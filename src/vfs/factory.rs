use std::collections::HashMap;
use std::path::{Path, PathBuf};
use std::sync::{Arc, Mutex};

use tracing::debug;

use crate::archive::{self, ArchiveEntryHandle};
use crate::auth::CredentialStore;
use crate::config::Settings;
use crate::vfs::bookmark::{Bookmark, BookmarkHandle};
use crate::vfs::local::LocalHandle;
use crate::vfs::sftp::{
    find_matching_profile, RemoteAuth, RemoteProfile, SftpHandle, SftpSession,
};
use crate::vfs::url::FileUrl;
use crate::vfs::{HandleRef, VfsError, VfsResult};

/// Creates handles from location strings.
///
/// Schemes are dispatched through a fixed table — `file`, `sftp`,
/// `bookmark` — built at construction; there is no runtime backend
/// discovery. Local paths that cross an archive file resolve into the
/// archive namespace. Credential resolution happens here, before a backend
/// sees the location.
///
/// One factory is built per application context and passed to the components
/// that need it; there is no process-wide instance.
pub struct HandleFactory {
    credentials: Arc<CredentialStore>,
    profiles: Vec<RemoteProfile>,
    bookmarks: Vec<Bookmark>,
    sessions: Mutex<HashMap<String, Arc<SftpSession>>>,
}

impl HandleFactory {
    pub fn new(
        credentials: Arc<CredentialStore>,
        profiles: Vec<RemoteProfile>,
        bookmarks: Vec<Bookmark>,
    ) -> Arc<Self> {
        Arc::new(Self {
            credentials,
            profiles,
            bookmarks,
            sessions: Mutex::new(HashMap::new()),
        })
    }

    pub fn from_settings(settings: &Settings, credentials: Arc<CredentialStore>) -> Arc<Self> {
        Self::new(
            credentials,
            settings.remote_profiles.clone(),
            settings.bookmarks.clone(),
        )
    }

    pub fn credentials(&self) -> &Arc<CredentialStore> {
        &self.credentials
    }

    pub fn bookmarks(&self) -> &[Bookmark] {
        &self.bookmarks
    }

    /// Resolves a location string into a handle.
    pub fn resolve(self: &Arc<Self>, location: &str) -> VfsResult<HandleRef> {
        let mut url = FileUrl::parse(location)
            .ok_or_else(|| VfsError::InvalidLocation(location.to_string()))?;
        // Observe embedded credentials or inject stored ones.
        self.credentials.authenticate(&mut url);
        self.resolve_url(&url)
    }

    /// Resolves an already-parsed (and authenticated) URL.
    pub fn resolve_url(self: &Arc<Self>, url: &FileUrl) -> VfsResult<HandleRef> {
        match url.scheme() {
            "file" => resolve_local(url.path()),
            "sftp" => {
                let session = self.session_for(url)?;
                Ok(Box::new(SftpHandle::new(session, url.clone())))
            }
            "bookmark" => {
                let name = url.name();
                let bookmark = self
                    .bookmarks
                    .iter()
                    .find(|b| b.name == name)
                    .cloned()
                    .ok_or_else(|| VfsError::NotFound(url.normalized()))?;
                Ok(Box::new(BookmarkHandle::new(bookmark, Arc::clone(self))))
            }
            other => Err(VfsError::UnknownScheme(other.to_string())),
        }
    }

    /// Returns the cached session for this server, connecting if needed.
    ///
    /// A URL that carries credentials (typed in or injected from the store)
    /// connects with password auth; otherwise a configured profile for the
    /// same server is used. With neither, resolution fails with an auth
    /// error carrying the location, so a UI can prompt and retry.
    fn session_for(self: &Arc<Self>, url: &FileUrl) -> VfsResult<Arc<SftpSession>> {
        let host = url
            .host()
            .ok_or_else(|| VfsError::InvalidLocation(url.normalized()))?;
        let port = url.port().unwrap_or(22);

        let profile = if let Some(login) = url.login() {
            match find_matching_profile(&self.profiles, login, host, port) {
                Some(profile) if url.password().is_none() => profile.clone(),
                _ => RemoteProfile {
                    name: format!("{}@{}", login, host),
                    host: host.to_string(),
                    port,
                    user: login.to_string(),
                    auth: RemoteAuth::Password {
                        password: url.password().unwrap_or("").to_string(),
                    },
                    default_path: String::new(),
                },
            }
        } else {
            self.profiles
                .iter()
                .find(|p| p.host == host && p.port == port)
                .cloned()
                .ok_or_else(|| VfsError::auth(url))?
        };

        let key = format!("{}@{}:{}", profile.user, profile.host, profile.port);
        {
            let sessions = self.sessions_lock();
            if let Some(session) = sessions.get(&key) {
                if session.is_connected() {
                    return Ok(Arc::clone(session));
                }
            }
        }

        debug!(server = %key, "opening sftp session");
        let session = SftpSession::connect(&profile)?;
        self.sessions_lock().insert(key, Arc::clone(&session));
        Ok(session)
    }

    fn sessions_lock(&self) -> std::sync::MutexGuard<'_, HashMap<String, Arc<SftpSession>>> {
        self.sessions.lock().unwrap_or_else(|e| e.into_inner())
    }
}

/// Resolves a local path, descending into an archive container when a path
/// component names an archive file that is not the final component.
fn resolve_local(path: &str) -> VfsResult<HandleRef> {
    let segments: Vec<&str> = path.split('/').filter(|s| !s.is_empty()).collect();
    let mut current = PathBuf::from("/");

    for (index, segment) in segments.iter().enumerate() {
        current.push(segment);
        let is_last = index + 1 == segments.len();
        if !is_last && archive::is_archive_name(segment) && current.is_file() {
            let container = archive::open_container(&current)?;
            let inner = segments[index + 1..].join("/");
            return Ok(Box::new(ArchiveEntryHandle::new(container, &inner)));
        }
    }

    Ok(Box::new(LocalHandle::new(Path::new(path))))
}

※

Give back the entire listing exactly as it was written.

filename src/vfs/factory.rs
use std::collections::HashMap;
use std::path::{Path, PathBuf};
use std::sync::{Arc, Mutex};

use tracing::debug;

use crate::archive::{self, ArchiveEntryHandle};
use crate::auth::CredentialStore;
use crate::config::Settings;
use crate::vfs::bookmark::{Bookmark, BookmarkHandle};
use crate::vfs::local::LocalHandle;
use crate::vfs::sftp::{
    find_matching_profile, RemoteAuth, RemoteProfile, SftpHandle, SftpSession,
};
use crate::vfs::url::FileUrl;
use crate::vfs::{HandleRef, VfsError, VfsResult};

/// Creates handles from location strings.
///
/// Schemes are dispatched through a fixed table — `file`, `sftp`,
/// `bookmark` — built at construction; there is no runtime backend
/// discovery. Local paths that cross an archive file resolve into the
/// archive namespace. Credential resolution happens here, before a backend
/// sees the location.
///
/// One factory is built per application context and passed to the components
/// that need it; there is no process-wide instance.
pub struct HandleFactory {
    credentials: Arc<CredentialStore>,
    profiles: Vec<RemoteProfile>,
    bookmarks: Vec<Bookmark>,
    sessions: Mutex<HashMap<String, Arc<SftpSession>>>,
}

impl HandleFactory {
    pub fn new(
        credentials: Arc<CredentialStore>,
        profiles: Vec<RemoteProfile>,
        bookmarks: Vec<Bookmark>,
    ) -> Arc<Self> {
        Arc::new(Self {
            credentials,
            profiles,
            bookmarks,
            sessions: Mutex::new(HashMap::new()),
        })
    }

    pub fn from_settings(settings: &Settings, credentials: Arc<CredentialStore>) -> Arc<Self> {
        Self::new(
            credentials,
            settings.remote_profiles.clone(),
            settings.bookmarks.clone(),
        )
    }

    pub fn credentials(&self) -> &Arc<CredentialStore> {
        &self.credentials
    }

    pub fn bookmarks(&self) -> &[Bookmark] {
        &self.bookmarks
    }

    /// Resolves a location string into a handle.
    pub fn resolve(self: &Arc<Self>, location: &str) -> VfsResult<HandleRef> {
        let mut url = FileUrl::parse(location)
            .ok_or_else(|| VfsError::InvalidLocation(location.to_string()))?;
        // Observe embedded credentials or inject stored ones.
        self.credentials.authenticate(&mut url);
        self.resolve_url(&url)
    }

    /// Resolves an already-parsed (and authenticated) URL.
    pub fn resolve_url(self: &Arc<Self>, url: &FileUrl) -> VfsResult<HandleRef> {
        match url.scheme() {
            "file" => resolve_local(url.path()),
            "sftp" => {
                let session = self.session_for(url)?;
                Ok(Box::new(SftpHandle::new(session, url.clone())))
            }
            "bookmark" => {
                let name = url.name();
                let bookmark = self
                    .bookmarks
                    .iter()
                    .find(|b| b.name == name)
                    .cloned()
                    .ok_or_else(|| VfsError::NotFound(url.normalized()))?;
                Ok(Box::new(BookmarkHandle::new(bookmark, Arc::clone(self))))
            }
            other => Err(VfsError::UnknownScheme(other.to_string())),
        }
    }

    /// Returns the cached session for this server, connecting if needed.
    ///
    /// A URL that carries credentials (typed in or injected from the store)
    /// connects with password auth; otherwise a configured profile for the
    /// same server is used. With neither, resolution fails with an auth
    /// error carrying the location, so a UI can prompt and retry.
    fn session_for(self: &Arc<Self>, url: &FileUrl) -> VfsResult<Arc<SftpSession>> {
        let host = url
            .host()
            .ok_or_else(|| VfsError::InvalidLocation(url.normalized()))?;
        let port = url.port().unwrap_or(22);

        let profile = if let Some(login) = url.login() {
            match find_matching_profile(&self.profiles, login, host, port) {
                Some(profile) if url.password().is_none() => profile.clone(),
                _ => RemoteProfile {
                    name: format!("{}@{}", login, host),
                    host: host.to_string(),
                    port,
                    user: login.to_string(),
                    auth: RemoteAuth::Password {
                        password: url.password().unwrap_or("").to_string(),
                    },
                    default_path: String::new(),
                },
            }
        } else {
            self.profiles
                .iter()
                .find(|p| p.host == host && p.port == port)
                .cloned()
                .ok_or_else(|| VfsError::auth(url))?
        };

        let key = format!("{}@{}:{}", profile.user, profile.host, profile.port);
        {
            let sessions = self.sessions_lock();
            if let Some(session) = sessions.get(&key) {
                if session.is_connected() {
                    return Ok(Arc::clone(session));
                }
            }
        }

        debug!(server = %key, "opening sftp session");
        let session = SftpSession::connect(&profile)?;
        self.sessions_lock().insert(key, Arc::clone(&session));
        Ok(session)
    }

    fn sessions_lock(&self) -> std::sync::MutexGuard<'_, HashMap<String, Arc<SftpSession>>> {
        self.sessions.lock().unwrap_or_else(|e| e.into_inner())
    }
}

/// Resolves a local path, descending into an archive container when a path
/// component names an archive file that is not the final component.
fn resolve_local(path: &str) -> VfsResult<HandleRef> {
    let segments: Vec<&str> = path.split('/').filter(|s| !s.is_empty()).collect();
    let mut current = PathBuf::from("/");

    for (index, segment) in segments.iter().enumerate() {
        current.push(segment);
        let is_last = index + 1 == segments.len();
        if !is_last && archive::is_archive_name(segment) && current.is_file() {
            let container = archive::open_container(&current)?;
            let inner = segments[index + 1..].join("/");
            return Ok(Box::new(ArchiveEntryHandle::new(container, &inner)));
        }
    }

    Ok(Box::new(LocalHandle::new(Path::new(path))))
}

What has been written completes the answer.